▶ _How to complete this task_
Restate word for word the lines in the listing below, starting at the line containing "match (spent, action)" and ending at the line containing "let expected = state.endpoints;", both included; leave out the rest.

▶ _Entries shown_

// ============ Dispatch ============

/// Apply one action against staged state and collaborators
pub fn apply<A: CustodyAsset, P: YieldPool>(
    state: &mut VaultState,
    asset: &mut A,
    pool: &mut P,
    ctx: &mut CallContext,
    action: &CustodyAction,
) -> CustodyResult<()> {
    match action {
        CustodyAction::Initialize { custody_asset, yield_pool } => {
            initialize(state, ctx, *custody_asset, *yield_pool)?;
            // Injected collaborators must be the ones just configured
            ensure_endpoints(state, asset, pool)
        }
        CustodyAction::Mint { pool_id, amount } => mint(state, asset, pool, ctx, *pool_id, *amount),
        CustodyAction::MintForHolder { holder, amount } => {
            mint_for_holder(state, asset, pool, ctx, *holder, *amount)
        }
        CustodyAction::MintFrom { pool_id, amount, from } => {
            mint_from(state, asset, pool, ctx, *pool_id, *amount, *from)
        }
        CustodyAction::Redeem { amount } => redeem(state, asset, pool, ctx, *amount),
        CustodyAction::RedeemUnderlying { amount } => {
            redeem_underlying(state, asset, pool, ctx, *amount)
        }
        CustodyAction::GrantRole { role, account } => grant_role(state, ctx, *role, *account),
        CustodyAction::RevokeRole { role, account } => revoke_role(state, ctx, *role, *account),
        CustodyAction::RenounceRole { role } => renounce_role(state, ctx, *role),
        CustodyAction::SetHolders { holders } => set_holders(state, ctx, holders.clone()),
        CustodyAction::SetTokenId { token_id } => set_token_id(state, ctx, *token_id),
        CustodyAction::BatchAddHolder { size } => batch_add_holder(state, ctx, *size),
        CustodyAction::AuthorizeUpgrade { new_implementation } => {
            authorize_upgrade(state, ctx, new_implementation)
        }
        CustodyAction::UpgradeTo { new_implementation } => {
            upgrade_to(state, ctx, *new_implementation)
        }
    }
}

/// Apply an action that touches only the vault's own storage.
///
/// Returns `None` for custody actions, which need collaborators.
pub fn apply_storage_action(
    state: &mut VaultState,
    ctx: &mut CallContext,
    action: &CustodyAction,
) -> Option<CustodyResult<()>> {
    let result = match action {
        CustodyAction::Initialize { custody_asset, yield_pool } => {
            initialize(state, ctx, *custody_asset, *yield_pool)
        }
        CustodyAction::GrantRole { role, account } => grant_role(state, ctx, *role, *account),
        CustodyAction::RevokeRole { role, account } => revoke_role(state, ctx, *role, *account),
        CustodyAction::RenounceRole { role } => renounce_role(state, ctx, *role),
        CustodyAction::SetHolders { holders } => set_holders(state, ctx, holders.clone()),
        CustodyAction::SetTokenId { token_id } => set_token_id(state, ctx, *token_id),
        CustodyAction::BatchAddHolder { size } => batch_add_holder(state, ctx, *size),
        CustodyAction::AuthorizeUpgrade { new_implementation } => {
            authorize_upgrade(state, ctx, new_implementation)
        }
        CustodyAction::UpgradeTo { new_implementation } => {
            upgrade_to(state, ctx, *new_implementation)
        }
        CustodyAction::Mint { .. }
        | CustodyAction::MintForHolder { .. }
        | CustodyAction::MintFrom { .. }
        | CustodyAction::Redeem { .. }
        | CustodyAction::RedeemUnderlying { .. } => return None,
    };
    Some(result)
}

/// Authorization gate for `call` without executing it: initialization
/// state, required role, and the reentrancy latch for custody actions.
pub fn pre_authorize(state: &VaultState, call: &CustodyCall) -> CustodyResult<()> {
    match call.action.required_role() {
        Some(role) => authorize(state, &call.caller, role)?,
        None => {
            if let CustodyAction::Initialize { .. } = call.action {
                if state.initialized {
                    return Err(CustodyError::AlreadyInitialized);
                }
            } else {
                ensure_initialized(state)?;
            }
        }
    }
    if call.action.touches_collaborators() && state.entered {
        return Err(CustodyError::ReentrantCall);
    }
    Ok(())
}

/// Pick the vault state a host transaction spends.
///
/// `spent` is the vault state found among the transaction's inputs. Only
/// `initialize` may start from nothing, and then from a fresh vault at
/// `address`; once a vault exists, `initialize` runs against it and fails.
pub fn resolve_input(
    action: &CustodyAction,
    spent: Option<VaultState>,
    address: Address,
) -> CustodyResult<VaultState> {
    match (spent, action) {
        (Some(state), _) => Ok(state),
        (None, CustodyAction::Initialize { .. }) => Ok(VaultState::new(address)),
        (None, _) => Err(CustodyError::NotInitialized),
    }
}

/// Check that `output` is exactly `input` after `call`.
///
/// Custody actions move balances in the collaborators only, so for them
/// the vault storage must come out unchanged once the caller is authorized.
pub fn validate_transition(
    input: &VaultState,
    output: &VaultState,
    call: &CustodyCall,
) -> CustodyResult<EventLog> {
    let mut ctx = CallContext::new(call.caller, call.block_height);
    let mut expected = input.clone();

    match apply_storage_action(&mut expected, &mut ctx, &call.action) {
        Some(result) => result?,
        None => pre_authorize(input, call)?,
    }

    if expected != *output {
        return Err(CustodyError::InvalidStateTransition);
    }
    Ok(ctx.events)
}

// ============ Guards ============

fn ensure_initialized(state: &VaultState) -> CustodyResult<()> {
    if state.initialized {
        Ok(())
    } else {
        Err(CustodyError::NotInitialized)
    }
}

fn authorize(state: &VaultState, caller: &Address, role: Role) -> CustodyResult<()> {
    ensure_initialized(state)?;
    access_control::require_role(&state.access, caller, role)
}

fn ensure_endpoints<A: CustodyAsset, P: YieldPool>(
    state: &VaultState,
    asset: &A,
    pool: &P,
) -> CustodyResult<()> {
    let expected = state.endpoints;
    if asset.address() != expected.custody_asset {
        return Err(CustodyError::EndpointMismatch {
            expected: expected.custody_asset,
            actual: asset.address(),
        });
    }
    if pool.address() != expected.yield_pool {
        return Err(CustodyError::EndpointMismatch {
            expected: expected.yield_pool,
            actual: pool.address(),
        });
    }
    Ok(())
}

/// Run `f` with the reentrancy latch held; `f` receives the vault address
fn guarded<T>(
    state: &mut VaultState,
    f: impl FnOnce(&Address) -> CustodyResult<T>,
) -> CustodyResult<T> {
    if state.entered {
        return Err(CustodyError::ReentrantCall);
    }
    state.entered = true;
    let vault = state.address;
    let result = f(&vault);
    state.entered = false;
    result
}

fn check_status(operation: PoolOperation, code: u64) -> CustodyResult<()> {
    if code == pool_status::NO_ERROR {
        Ok(())
    } else {
        Err(CustodyError::PoolOperationFailed { operation, code })
    }
}

// ============ Access Control ============

/// One-time setup: store endpoints and grant every role to the caller
pub fn initialize(
    state: &mut VaultState,
    ctx: &mut CallContext,
    custody_asset: Address,
    yield_pool: Address,
) -> CustodyResult<()> {
    // 1. One shot only, whatever the arguments
    if state.initialized {
        return Err(CustodyError::AlreadyInitialized);
    }

    // 2. Endpoints must be real contracts
    if custody_asset == ZERO_ADDRESS {
        return Err(CustodyError::InvalidAddress { reason: "custody asset is zero" });
    }
    if yield_pool == ZERO_ADDRESS {
        return Err(CustodyError::InvalidAddress { reason: "yield pool is zero" });
    }

    // 3. Latch and store
    state.initialized = true;
    state.endpoints = AssetEndpoints::new(custody_asset, yield_pool);

    ctx.events.emit(CustodyEvent::Initialized {
        admin: ctx.caller,
        custody_asset,
        yield_pool,
        block_height: ctx.block_height,
    });

    // 4. Initializer holds every role
    for role in Role::ALL {
        let granted = access_control::insert_role(
            &mut state.access,
            ctx.caller,
            ctx.caller,
            role,
            ctx.block_height,
        );
        if granted {
            ctx.events.emit(CustodyEvent::RoleGranted {
                role,
                account: ctx.caller,
                sender: ctx.caller,
                block_height: ctx.block_height,
            });
        }
    }

    Ok(())
}

pub fn grant_role(
    state: &mut VaultState,
    ctx: &mut CallContext,
    role: Role,
    account: Address,
) -> CustodyResult<()> {
    ensure_initialized(state)?;
    let granted =
        access_control::grant_role(&mut state.access, ctx.caller, account, role, ctx.block_height)?;
    if granted {
        ctx.events.emit(CustodyEvent::RoleGranted {
            role,
            account,
            sender: ctx.caller,
            block_height: ctx.block_height,
        });
    }
    Ok(())
}

pub fn revoke_role(
    state: &mut VaultState,
    ctx: &mut CallContext,
    role: Role,
    account: Address,
) -> CustodyResult<()> {
    ensure_initialized(state)?;
    let revoked = access_control::revoke_role(
        &mut state.access,
        ctx.caller,
        account,
        role,
        ctx.block_height,
    )?;
    if revoked {
        ctx.events.emit(CustodyEvent::RoleRevoked {
            role,
            account,
            sender: ctx.caller,
            block_height: ctx.block_height,
        });
    }
    Ok(())
}

pub fn renounce_role(
    state: &mut VaultState,
    ctx: &mut CallContext,
    role: Role,
) -> CustodyResult<()> {
    ensure_initialized(state)?;
    if access_control::renounce_role(&mut state.access, ctx.caller, role, ctx.block_height) {
        ctx.events.emit(CustodyEvent::RoleRevoked {
            role,
            account: ctx.caller,
            sender: ctx.caller,
            block_height: ctx.block_height,
        });
    }
    Ok(())
}

// ============ Custody & Exchange ============

/// Pull `amount` from `source` into custody, approve the pool, supply it
fn deposit<A: CustodyAsset, P: YieldPool>(
    state: &mut VaultState,
    asset: &mut A,
    pool: &mut P,
    source: &Address,
    amount: u128,
) -> CustodyResult<()> {
    ensure_endpoints(state, asset, pool)?;
    guarded(state, |vault| {
        asset.transfer_from(vault, source, vault, amount)?;
        asset.approve(vault, &pool.address(), amount)?;
        check_status(PoolOperation::Mint, pool.mint(asset, vault, amount))
    })
}
//! Vault Events
//!
//! Events are emitted during call execution and can be indexed
//! off-chain. A failed call emits nothing: its log is discarded
//! together with the rest of the staged state.

use crate::Vec;
use borsh::{BorshDeserialize, BorshSerialize};
use serde::{Deserialize, Serialize};
use crate::types::{Address, Role};

/// Event types for indexing and filtering
#[derive(Debug, Clone, Copy, PartialEq, Eq, Serialize, Deserialize, BorshSerialize, BorshDeserialize)]
#[borsh(use_discriminant = true)]
#[repr(u8)]
pub enum EventType {
    // Lifecycle Events (0x01 - 0x0F)
    Initialized = 0x01,
    Upgraded = 0x02,

    // Access Control Events (0x10 - 0x1F)
    RoleGranted = 0x10,
    RoleRevoked = 0x11,

    // Custody Events (0x20 - 0x2F)
    Minted = 0x20,
    Redeemed = 0x21,
    RedeemedUnderlying = 0x22,

    // Registry Events (0x30 - 0x3F)
    HoldersSet = 0x30,
    TokenIdSet = 0x31,
}

/// Main event enum containing all vault events
#[derive(Debug, Clone, PartialEq, Eq, Serialize, Deserialize, BorshSerialize, BorshDeserialize)]
pub enum CustodyEvent {
    /// Emitted once, when the instance is initialized
    Initialized {
        admin: Address,
        custody_asset: Address,
        yield_pool: Address,
        block_height: u64,
    },

    /// Emitted when the upgrade target changes
    Upgraded {
        implementation: Address,
        block_height: u64,
    },

    /// Emitted when an account gains a role
    RoleGranted {
        role: Role,
        account: Address,
        sender: Address,
        block_height: u64,
    },

    /// Emitted when an account loses a role
    RoleRevoked {
        role: Role,
        account: Address,
        sender: Address,
        block_height: u64,
    },

    /// Emitted when custody asset is deposited into the yield pool.
    /// `pool_id` is 0 for holder-tagged deposits.
    Minted {
        holder: Address,
        amount: u128,
        pool_id: u64,
        block_height: u64,
    },

    /// Emitted when pool tokens are redeemed
    Redeemed {
        redeemer: Address,
        amount: u128,
        block_height: u64,
    },

    /// Emitted when an exact underlying amount is redeemed
    RedeemedUnderlying {
        redeemer: Address,
        amount: u128,
        block_height: u64,
    },

    /// Emitted when the holder registry is replaced
    HoldersSet {
        holders: Vec<Address>,
        block_height: u64,
    },

    /// Emitted when the token identifier changes
    TokenIdSet {
        token_id: u64,
        block_height: u64,
    },
}

impl CustodyEvent {
    /// Get the event type for filtering
    pub fn event_type(&self) -> EventType {
        match self {
            Self::Initialized { .. } => EventType::Initialized,
            Self::Upgraded { .. } => EventType::Upgraded,
            Self::RoleGranted { .. } => EventType::RoleGranted,
            Self::RoleRevoked { .. } => EventType::RoleRevoked,
            Self::Minted { .. } => EventType::Minted,
            Self::Redeemed { .. } => EventType::Redeemed,
            Self::RedeemedUnderlying { .. } => EventType::RedeemedUnderlying,
            Self::HoldersSet { .. } => EventType::HoldersSet,
            Self::TokenIdSet { .. } => EventType::TokenIdSet,
        }
    }

    /// Get the block height when event occurred
    pub fn block_height(&self) -> u64 {
        match self {
            Self::Initialized { block_height, .. }
            | Self::Upgraded { block_height, .. }
            | Self::RoleGranted { block_height, .. }
            | Self::RoleRevoked { block_height, .. }
            | Self::Minted { block_height, .. }
            | Self::Redeemed { block_height, .. }
            | Self::RedeemedUnderlying { block_height, .. }
            | Self::HoldersSet { block_height, .. }
            | Self::TokenIdSet { block_height, .. } => *block_height,
        }
    }

    /// Serialize event to bytes for storage/transmission
    pub fn to_bytes(&self) -> Vec<u8> {
        borsh::to_vec(self).unwrap_or_default()
    }

    /// Deserialize event from bytes
    pub fn from_bytes(bytes: &[u8]) -> Option<Self> {
        borsh::from_slice(bytes).ok()
    }
}

/// Event log for collecting multiple events during execution
#[derive(Debug, Clone, Default)]
pub struct EventLog {
    events: Vec<CustodyEvent>,
}

impl EventLog {
    /// Create a new empty event log
    pub fn new() -> Self {
        Self { events: Vec::new() }
    }

    /// Emit an event (add to log)
    pub fn emit(&mut self, event: CustodyEvent) {
        self.events.push(event);
    }

    /// Get all events
    pub fn events(&self) -> &[CustodyEvent] {
        &self.events
    }

    /// Take ownership of all events
    pub fn into_events(self) -> Vec<CustodyEvent> {
        self.events
    }

    /// Get number of events
    pub fn len(&self) -> usize {
        self.events.len()
    }

    /// Check if the log is empty
    pub fn is_empty(&self) -> bool {
        self.events.is_empty()
    }
}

▶ _Written response_
    match (spent, action) {
        (Some(state), _) => Ok(state),
        (None, CustodyAction::Initialize { .. }) => Ok(VaultState::new(address)),
        (None, _) => Err(CustodyError::NotInitialized),
    }
}

/// Check that `output` is exactly `input` after `call`.
///
/// Custody actions move balances in the collaborators only, so for them
/// the vault storage must come out unchanged once the caller is authorized.
pub fn validate_transition(
    input: &VaultState,
    output: &VaultState,
    call: &CustodyCall,
) -> CustodyResult<EventLog> {
    let mut ctx = CallContext::new(call.caller, call.block_height);
    let mut expected = input.clone();

    match apply_storage_action(&mut expected, &mut ctx, &call.action) {
        Some(result) => result?,
        None => pre_authorize(input, call)?,
    }

    if expected != *output {
        return Err(CustodyError::InvalidStateTransition);
    }
    Ok(ctx.events)
}

// ============ Guards ============

fn ensure_initialized(state: &VaultState) -> CustodyResult<()> {
    if state.initialized {
        Ok(())
    } else {
        Err(CustodyError::NotInitialized)
    }
}

fn authorize(state: &VaultState, caller: &Address, role: Role) -> CustodyResult<()> {
    ensure_initialized(state)?;
    access_control::require_role(&state.access, caller, role)
}

fn ensure_endpoints<A: CustodyAsset, P: YieldPool>(
    state: &VaultState,
    asset: &A,
    pool: &P,
) -> CustodyResult<()> {
    let expected = state.endpoints;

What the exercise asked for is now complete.